Task description:
Please repeat, unchanged, the lines at the top of the listing below, ending with the one that has "pub struct Window([FeatureVector;".

Dataset records:
—————

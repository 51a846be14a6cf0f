/// Mean earth radius in meters.
pub const EARTH_RADIUS_M: f64 = 6_371_000.0;

/// Great-circle distance in meters between two (lat, lon) points in degrees.
pub fn distance(lat1: f64, lon1: f64, lat2: f64, lon2: f64) -> f64 {
    let phi1 = lat1.to_radians();
    let phi2 = lat2.to_radians();
    let d_phi = (lat2 - lat1).to_radians();
    let d_lambda = (lon2 - lon1).to_radians();

    let a = (d_phi / 2.0).sin().powi(2) + phi1.cos() * phi2.cos() * (d_lambda / 2.0).sin().powi(2);
    // rounding can push `a` a hair above 1 for antipodal points
    2.0 * EARTH_RADIUS_M * a.sqrt().min(1.0).asin()
}
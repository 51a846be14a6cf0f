use chrono::{DateTime, NaiveDateTime, Utc};
use serde::{Deserialize, Serialize};

use crate::error::ForecastError;

/// Number of consecutive samples the model consumes (L).
pub const SEQUENCE_LENGTH: usize = 3;
/// latitude, longitude, speed, heading (F).
pub const NUM_FEATURES: usize = 4;
pub const DEFAULT_PREDICT_STEPS: usize = 5;
/// Largest horizon a single forecast request may ask for.
pub const MAX_PREDICT_STEPS: usize = 64;

/// `[latitude, longitude, speed, heading]`, raw or normalized depending on who holds it.
pub type FeatureVector = [f64; NUM_FEATURES];

/// Exactly `SEQUENCE_LENGTH` normalized feature vectors, oldest first.
#[derive(Debug, Clone, Copy, PartialEq)]
pub struct Window([FeatureVector; SEQUENCE_LENGTH]);

impl Window {
    pub fn new(rows: [FeatureVector; SEQUENCE_LENGTH]) -> Self {
        Self(rows)
    }

    /// Builds a window from the most recent `SEQUENCE_LENGTH` rows.
    /// Shorter histories are rejected, never padded.
    pub fn from_latest(rows: &[FeatureVector]) -> Result<Self, ForecastError> {
        if rows.len() < SEQUENCE_LENGTH {
            return Err(ForecastError::InsufficientHistory {
                required: SEQUENCE_LENGTH,
                available: rows.len(),
            });
        }
        let mut out = [[0.0; NUM_FEATURES]; SEQUENCE_LENGTH];
        out.copy_from_slice(&rows[rows.len() - SEQUENCE_LENGTH..]);
        Ok(Self(out))
    }

    pub fn rows(&self) -> &[FeatureVector; SEQUENCE_LENGTH] {
        &self.0
    }

    pub fn last(&self) -> &FeatureVector {
        &self.0[SEQUENCE_LENGTH - 1]
    }

    /// Appends `next`, dropping the oldest row so the length stays fixed.
    pub fn push(&mut self, next: FeatureVector) {
        self.0.rotate_left(1);
        self.0[SEQUENCE_LENGTH - 1] = next;
    }

    /// Row-major `L x F` values, the layout models take as input.
    pub fn flatten(&self) -> Vec<f64> {
        self.0.iter().flatten().copied().collect()
    }
}

/// A timestamped position, the part of a sample the ETA estimator needs.
#[derive(Debug, Clone, Copy, PartialEq)]
pub struct Fix {
    pub timestamp: DateTime<Utc>,
    pub latitude: f64,
    pub longitude: f64,
}

/// One observation of an entity.
#[derive(Debug, Clone, Copy, PartialEq)]
pub struct Sample {
    pub timestamp: DateTime<Utc>,
    pub latitude: f64,
    pub longitude: f64,
    pub speed: f64,
    pub heading: f64,
}

impl Sample {
    pub fn features(&self) -> FeatureVector {
        [self.latitude, self.longitude, self.speed, self.heading]
    }

    pub fn fix(&self) -> Fix {
        Fix {
            timestamp: self.timestamp,
            latitude: self.latitude,
            longitude: self.longitude,
        }
    }
}

// ---------- Wire types ----------

/// Timestamps arrive either as ISO-8601 text or as epoch seconds.
#[derive(Debug, Clone, PartialEq, Deserialize, Serialize)]
#[serde(untagged)]
pub enum RawTimestamp {
    Epoch(f64),
    Text(String),
}

impl RawTimestamp {
    pub fn parse(&self) -> Result<DateTime<Utc>, ForecastError> {
        match self {
            RawTimestamp::Epoch(secs) => from_epoch_secs(*secs, &secs.to_string()),
            RawTimestamp::Text(s) => parse_timestamp(s),
        }
    }
}

/// One entry of a bus track, as found in the offline data file.
#[derive(Debug, Clone, Deserialize, Serialize)]
pub struct GpsEntry {
    pub timestamp: RawTimestamp,
    pub latitude: f64,
    pub longitude: f64,
    #[serde(default)]
    pub speed: f64,
    #[serde(default)]
    pub heading: f64,
}

impl GpsEntry {
    pub fn to_sample(&self) -> Result<Sample, ForecastError> {
        Ok(Sample {
            timestamp: self.timestamp.parse()?,
            latitude: self.latitude,
            longitude: self.longitude,
            speed: self.speed,
            heading: self.heading,
        })
    }
}

/// A single live GPS report pushed by a vehicle: a track entry tagged with its bus.
#[derive(Debug, Clone, Deserialize, Serialize)]
pub struct GpsPacket {
    pub bus_id: String,
    #[serde(flatten)]
    pub entry: GpsEntry,
}

impl GpsPacket {
    pub fn to_sample(&self) -> Result<Sample, ForecastError> {
        self.entry.to_sample()
    }
}

/// Full recorded history of one bus.
#[derive(Debug, Clone, Deserialize)]
pub struct BusTrack {
    pub bus_id: String,
    #[serde(default)]
    pub data: Vec<GpsEntry>,
}

impl BusTrack {
    /// Parses every entry and sorts them chronologically.
    pub fn samples(&self) -> Result<Vec<Sample>, ForecastError> {
        let mut samples = self
            .data
            .iter()
            .map(GpsEntry::to_sample)
            .collect::<Result<Vec<_>, _>>()?;
        samples.sort_by_key(|s| s.timestamp);
        Ok(samples)
    }

    /// Entries in file order, each tagged with this bus id.
    pub fn packets(&self) -> impl Iterator<Item = GpsPacket> + '_ {
        self.data.iter().map(move |entry| GpsPacket {
            bus_id: self.bus_id.clone(),
            entry: entry.clone(),
        })
    }
}

/// Per-step arrival estimate for one forecast point.
#[derive(Debug, Clone, PartialEq, Serialize, Deserialize)]
pub struct EtaEstimate {
    pub step: usize,
    pub latitude: f64,
    pub longitude: f64,
    pub eta_seconds_from_last: i64,
    pub delay_seconds_vs_baseline: i64,
}

#[derive(Debug, Clone, Serialize, Deserialize)]
pub struct PredictionOut {
    pub bus_id: String,
    pub generated_at_ms: i64,
    pub predictions: Vec<EtaEstimate>,
}

// ---------- Timestamp parsing ----------

/// Accepts RFC 3339, zone-less ISO-8601 (read as UTC) or epoch seconds.
pub fn parse_timestamp(raw: &str) -> Result<DateTime<Utc>, ForecastError> {
    let s = raw.trim();
    if let Ok(dt) = DateTime::parse_from_rfc3339(s) {
        return Ok(dt.with_timezone(&Utc));
    }
    for fmt in ["%Y-%m-%dT%H:%M:%S%.f", "%Y-%m-%d %H:%M:%S%.f"] {
        if let Ok(naive) = NaiveDateTime::parse_from_str(s, fmt) {
            return Ok(naive.and_utc());
        }
    }
    if let Ok(secs) = s.parse::<f64>() {
        return from_epoch_secs(secs, raw);
    }
    Err(ForecastError::timestamp_parse(
        raw,
        "expected ISO-8601 or epoch seconds",
    ))
}

fn from_epoch_secs(secs: f64, raw: &str) -> Result<DateTime<Utc>, ForecastError> {
    if !secs.is_finite() {
        return Err(ForecastError::timestamp_parse(raw, "epoch is not finite"));
    }
    let whole = secs.floor();
    let nanos = (((secs - whole) * 1e9).round() as u32).min(999_999_999);
    DateTime::from_timestamp(whole as i64, nanos)
        .ok_or_else(|| ForecastError::timestamp_parse(raw, "epoch out of range"))
}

—————

Written response:
repository 51a846be14a6cf0f
/// Mean earth radius in meters.
pub const EARTH_RADIUS_M: f64 = 6_371_000.0;

/// Great-circle distance in meters between two (lat, lon) points in degrees.
pub fn distance(lat1: f64, lon1: f64, lat2: f64, lon2: f64) -> f64 {
    let phi1 = lat1.to_radians();
    let phi2 = lat2.to_radians();
    let d_phi = (lat2 - lat1).to_radians();
    let d_lambda = (lon2 - lon1).to_radians();

    let a = (d_phi / 2.0).sin().powi(2) + phi1.cos() * phi2.cos() * (d_lambda / 2.0).sin().powi(2);
    // rounding can push `a` a hair above 1 for antipodal points
    2.0 * EARTH_RADIUS_M * a.sqrt().min(1.0).asin()
}
repository 51a846be14a6cf0f
use chrono::{DateTime, NaiveDateTime, Utc};
use serde::{Deserialize, Serialize};

use crate::error::ForecastError;

/// Number of consecutive samples the model consumes (L).
pub const SEQUENCE_LENGTH: usize = 3;
/// latitude, longitude, speed, heading (F).
pub const NUM_FEATURES: usize = 4;
pub const DEFAULT_PREDICT_STEPS: usize = 5;
/// Largest horizon a single forecast request may ask for.
pub const MAX_PREDICT_STEPS: usize = 64;

/// `[latitude, longitude, speed, heading]`, raw or normalized depending on who holds it.
pub type FeatureVector = [f64; NUM_FEATURES];

/// Exactly `SEQUENCE_LENGTH` normalized feature vectors, oldest first.
#[derive(Debug, Clone, Copy, PartialEq)]
pub struct Window([FeatureVector; SEQUENCE_LENGTH]);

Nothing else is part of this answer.